Tiger Woods walks the 15th fairway during the second round of the Masters… (Jeff Siner / McClatchy-Tribune )
AUGUSTA, Ga. -- Suddenly, Tiger Woods had a second chance to do something special at the Masters. He needed to look at this as an opportunity, not a curse.
Before he was scheduled to tee off in the third round of this event, which is watched and revered worldwide, we learned he had been assessed a two-stroke penalty for taking a drop farther from the proximity of his original shot that went into the water on No. 15 on Friday.
That penalty came about after a TV viewer noticed what he had done and called Masters officials. They do that a lot these days, and in this age of the Internet and fan involvement in everything, we shouldn’t be surprised.
Today, you will hear and read enough about the various rules and interpretations of each step along the way to give you a headache. But the bottom-line conclusion from this typist is that Woods needed to withdraw.
And we say that not out of any deeper understanding of the rules or deep devotion to the sanctity of the game. We say it because Woods violated a rule. Doesn’t matter whether he did it purposely or not, although his TV interview quite clearly indicated that he took the drop where he took it because he thought a few feet farther back would help him.
All the details aside, what Woods had was a chance to make a gesture that says he is not bigger than the game, that dozens of his fellow pro players have withdrawn over the years on the face of similar situations and he should hae too.
Woods has a public relations problem. He could have made a huge dent in that by doing the right thing here.
After his huge marital mess in 2009, after which the world -- not just the golf world but the world -- became totally polarized over him, he came to the first major tournament of the year in 2010, the Masters.
It was here that he could have made his biggest statement, could have embraced the fans and toned down the win-at-all-costs intensity. That, of course, didn’t happen, and the world getting its first big look at the post-driveway-crash, Tiger -- and perhaps hoping for someone a bit less driven by golf and a bit more driven by humanity -- got only snarls and sneers and thrown clubs.

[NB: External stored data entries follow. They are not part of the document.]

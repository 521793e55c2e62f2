use serde::{Deserialize, Serialize};
use serde_json::Value;

/// Content block variants
///
/// Closed set: a new block kind is a compile-time change at every match site.
#[derive(Debug, Clone, PartialEq, Serialize, Deserialize)]
#[serde(tag = "type")]
#[serde(rename_all = "snake_case")]
pub enum ContentBlock {
    /// Plain text authored by the user or the assistant
    Text { text: String },

    /// Inline image, base64 encoded
    Image { media_type: String, data: String },

    /// Tool execution request (Action Request)
    ToolUse {
        id: String,
        name: String,
        #[serde(default)]
        input: Value,
    },

    /// Tool execution result (Action Result)
    ///
    /// `content` is kept as delivered: a string, or an array of nested blocks.
    ToolResult {
        tool_use_id: String,
        #[serde(default)]
        content: Value,
        #[serde(default)]
        is_error: bool,
    },
}

impl ContentBlock {
    pub fn text(text: impl Into<String>) -> Self {
        ContentBlock::Text { text: text.into() }
    }

    pub fn image(media_type: impl Into<String>, data: impl Into<String>) -> Self {
        ContentBlock::Image {
            media_type: media_type.into(),
            data: data.into(),
        }
    }

    pub fn tool_use(id: impl Into<String>, name: impl Into<String>, input: Value) -> Self {
        ContentBlock::ToolUse {
            id: id.into(),
            name: name.into(),
            input,
        }
    }

    pub fn tool_result(tool_use_id: impl Into<String>, content: Value, is_error: bool) -> Self {
        ContentBlock::ToolResult {
            tool_use_id: tool_use_id.into(),
            content,
            is_error,
        }
    }

    pub fn kind(&self) -> &'static str {
        match self {
            ContentBlock::Text { .. } => "text",
            ContentBlock::Image { .. } => "image",
            ContentBlock::ToolUse { .. } => "tool_use",
            ContentBlock::ToolResult { .. } => "tool_result",
        }
    }
}

/// Flatten tool result content into display text.
///
/// Strings pass through; arrays keep their text parts joined by newlines and
/// render nested images as `[image]`; anything else is rendered as JSON.
pub fn flatten_result_content(content: &Value) -> String {
    match content {
        Value::Null => String::new(),
        Value::String(s) => s.clone(),
        Value::Array(items) => items
            .iter()
            .filter_map(|item| match item.get("type").and_then(Value::as_str) {
                Some("text") => item.get("text").and_then(Value::as_str).map(str::to_string),
                Some("image") => Some("[image]".to_string()),
                _ => item.as_str().map(str::to_string),
            })
            .collect::<Vec<_>>()
            .join("\n"),
        other => other.to_string(),
    }
}

#[cfg(test)]
mod tests {
    use super::*;
    use serde_json::json;

    #[test]
    fn test_serialization_is_tagged() {
        let block = ContentBlock::tool_use("a1", "read", json!({"file_path": "src/main.rs"}));
        let json = serde_json::to_value(&block).unwrap();
        assert_eq!(json["type"], "tool_use");
        assert_eq!(json["id"], "a1");

        let back: ContentBlock = serde_json::from_value(json).unwrap();
        assert_eq!(back, block);
    }

    #[test]
    fn test_flatten_string_content() {
        assert_eq!(flatten_result_content(&json!("ok")), "ok");
        assert_eq!(flatten_result_content(&Value::Null), "");
    }

    #[test]
    fn test_flatten_array_content() {
        let content = json!([
            {"type": "text", "text": "line one"},
            {"type": "image", "source": {"media_type": "image/png", "data": "AAAA"}},
            {"type": "text", "text": "line two"}
        ]);
        assert_eq!(
            flatten_result_content(&content),
            "line one\n[image]\nline two"
        );
    }

    #[test]
    fn test_flatten_other_json() {
        assert_eq!(flatten_result_content(&json!({"exit": 0})), r#"{"exit":0}"#);
    }
}
use clap::{Args, Parser, Subcommand};
use roundtrace_engine::CorrelationWindow;
use std::path::PathBuf;

use crate::config::{ColorMode, OutputFormat};

#[derive(Parser)]
#[command(name = "roundtrace")]
#[command(about = "Rebuild rounds and tool calls from AI coding assistant session logs", long_about = None)]
#[command(version)]
pub struct Cli {
    #[arg(long, global = true, help = "Config file (overrides ROUNDTRACE_CONFIG)")]
    pub config: Option<PathBuf>,

    #[arg(long, global = true, value_enum)]
    pub format: Option<OutputFormat>,

    #[arg(long, global = true, value_enum, help = "Correlate tool calls across the session or per round")]
    pub window: Option<WindowArg>,

    #[arg(long, global = true, help = "Maximum characters of prompt and output previews")]
    pub preview_chars: Option<usize>,

    #[arg(long, global = true, value_enum)]
    pub color: Option<ColorMode>,

    #[arg(short, long, global = true, action = clap::ArgAction::Count, help = "Log decoder and correlation details to stderr (-vv for trace)")]
    pub verbose: u8,

    #[command(subcommand)]
    pub command: Commands,
}

#[derive(Subcommand)]
pub enum Commands {
    #[command(about = "List the rounds of a session")]
    Rounds {
        #[command(flatten)]
        log: LogArgs,
    },

    #[command(about = "List tool invocations with status and latency")]
    Tools {
        #[command(flatten)]
        log: LogArgs,

        #[arg(long, help = "Only invocations called in this round")]
        round: Option<usize>,
    },

    #[command(about = "Token, cost and tool totals for the session and each round")]
    Stats {
        #[command(flatten)]
        log: LogArgs,
    },

    #[command(about = "List inline images of a round and resolve [Image #N] references")]
    Images {
        #[command(flatten)]
        log: LogArgs,

        #[arg(long)]
        round: usize,
    },

    #[command(about = "Print a round transcript (text) or its summary payload (json)")]
    Summary {
        #[command(flatten)]
        log: LogArgs,

        #[arg(long)]
        round: usize,
    },

    #[command(about = "Show records and blocks the decoder skipped")]
    Issues {
        #[command(flatten)]
        log: LogArgs,
    },
}

#[derive(Args, Debug, Clone)]
pub struct LogArgs {
    #[arg(help = "Session log (JSON Lines or a JSON array)")]
    pub path: PathBuf,

    #[arg(long, help = "Project id (defaults to the log's parent directory name)")]
    pub project: Option<String>,

    #[arg(long, help = "Session id (defaults to the log's file stem)")]
    pub session: Option<String>,
}

#[derive(clap::ValueEnum, Clone, Copy, Debug, PartialEq, Eq)]
pub enum WindowArg {
    Session,
    Round,
}

impl From<WindowArg> for CorrelationWindow {
    fn from(arg: WindowArg) -> Self {
        match arg {
            WindowArg::Session => CorrelationWindow::Session,
            WindowArg::Round => CorrelationWindow::Round,
        }
    }
}
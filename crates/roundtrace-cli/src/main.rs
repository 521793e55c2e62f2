use clap::Parser;
use roundtrace::{Cli, init_logging, run};

fn main() {
    // Reset SIGPIPE to default behavior to prevent panic on broken pipe
    // (e.g., when piping to `head` or `less` that exits early)
    #[cfg(unix)]
    reset_sigpipe();

    let cli = Cli::parse();
    init_logging(cli.verbose);

    if let Err(e) = run(cli) {
        eprintln!("Error: {:#}", e);
        std::process::exit(1);
    }
}

#[cfg(unix)]
fn reset_sigpipe() {
    unsafe {
        libc::signal(libc::SIGPIPE, libc::SIG_DFL);
    }
}
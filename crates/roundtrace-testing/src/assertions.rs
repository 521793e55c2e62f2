//! Custom assertions for roundtrace JSON output.
//!
//! Provides high-level assertions that make CLI tests more readable:
//! - Round count validation
//! - Tool invocation status checks

use anyhow::{Context, Result};
use serde_json::Value;

/// Assert that `rounds` JSON output contains the expected number of rounds.
pub fn assert_round_count(json: &Value, expected: usize) -> Result<()> {
    let rounds = json["rounds"]
        .as_array()
        .context("Expected 'rounds' array in JSON")?;

    if rounds.len() != expected {
        anyhow::bail!("Expected {} rounds, got {}", expected, rounds.len());
    }

    Ok(())
}

/// Assert that the invocation `id` in `tools` JSON output has `status`.
pub fn assert_invocation_status(json: &Value, id: &str, status: &str) -> Result<()> {
    let invocations = json["invocations"]
        .as_array()
        .context("Expected 'invocations' array in JSON")?;

    let invocation = invocations
        .iter()
        .find(|inv| inv["id"] == id)
        .with_context(|| format!("No invocation with id {}", id))?;

    let actual = invocation["status"]
        .as_str()
        .with_context(|| format!("Invocation {} missing status", id))?;

    if actual != status {
        anyhow::bail!("Invocation {} is {} but expected {}", id, actual, status);
    }

    Ok(())
}
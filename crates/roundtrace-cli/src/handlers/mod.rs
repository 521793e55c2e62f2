pub mod images;
pub mod issues;
pub mod rounds;
pub mod stats;
pub mod summary;
pub mod tools;

use anyhow::{Context, Result};
use roundtrace_engine::{Reconstruction, Round, Session, reconstruct_from_jsonl};
use serde::Serialize;

use crate::args::LogArgs;
use crate::config::OutputFormat;
use crate::context::ExecutionContext;
use crate::presentation::Painter;

/// Read and reconstruct the log named on the command line
pub(crate) fn load_session(log: &LogArgs) -> Result<Reconstruction> {
    let text = std::fs::read_to_string(&log.path)
        .with_context(|| format!("Failed to read log {}", log.path.display()))?;

    let session_id = log.session.clone().unwrap_or_else(|| {
        log.path
            .file_stem()
            .map(|stem| stem.to_string_lossy().to_string())
            .unwrap_or_default()
    });
    let project_id = log.project.clone().unwrap_or_else(|| {
        log.path
            .canonicalize()
            .ok()
            .and_then(|path| {
                path.parent()
                    .and_then(|dir| dir.file_name())
                    .map(|name| name.to_string_lossy().to_string())
            })
            .unwrap_or_default()
    });

    let reconstruction = reconstruct_from_jsonl(project_id, session_id, &text);
    if !reconstruction.issues.is_empty() {
        tracing::info!(
            issues = reconstruction.issues.len(),
            "some records were skipped; run `roundtrace issues` for details"
        );
    }
    Ok(reconstruction)
}

pub(crate) fn require_round(session: &Session, index: usize) -> Result<&Round> {
    session.round(index).with_context(|| {
        format!(
            "Round {} not found (session has {} rounds)",
            index,
            session.rounds.len()
        )
    })
}

/// Print `view` as pretty JSON or through its text renderer
pub(crate) fn emit<T: Serialize>(
    ctx: &ExecutionContext,
    view: &T,
    render: impl FnOnce(&T, &Painter) -> String,
) -> Result<()> {
    match ctx.format {
        OutputFormat::Json => println!("{}", serde_json::to_string_pretty(view)?),
        OutputFormat::Text => println!("{}", render(view, &Painter::new(ctx.color))),
    }
    Ok(())
}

Since then, the edges seem to have been smoothed a bit by age and maturity. And now he has an opportunity to do the right thing, to honor the game more than winning at all costs. We all make mistakes. How we are viewed in light of those mistakes comes from how we handle them in their aftermath.
In the long run, doing the right thing here is vastly more important for Woods than taking a run at another major. He, himself, has said that, at age 37, he has plenty of time left to pursue Jack Nicklaus’ record of 18 Grand Slam event titles. Woods has 14.
His real victory would have been standing up and saying, as so many of his peers have over the years: “I made a mistake. I didn’t do it maliciously. I am withdrawing.”
The public relations boost from that would be tremendous. The image of this Tiger would change from snarly to fuzzy. He has tried, in so many ways, to move past the mess he made of his life and the scorn it brought to him in much of the public.
Now, he can.
Asked Friday about the young Chinese amateur, Tianlang Guan, being assessed a one-stroke penalty for slow play, Woods said, “Rules is rules.”
Also, doing the right thing is doing the right thing.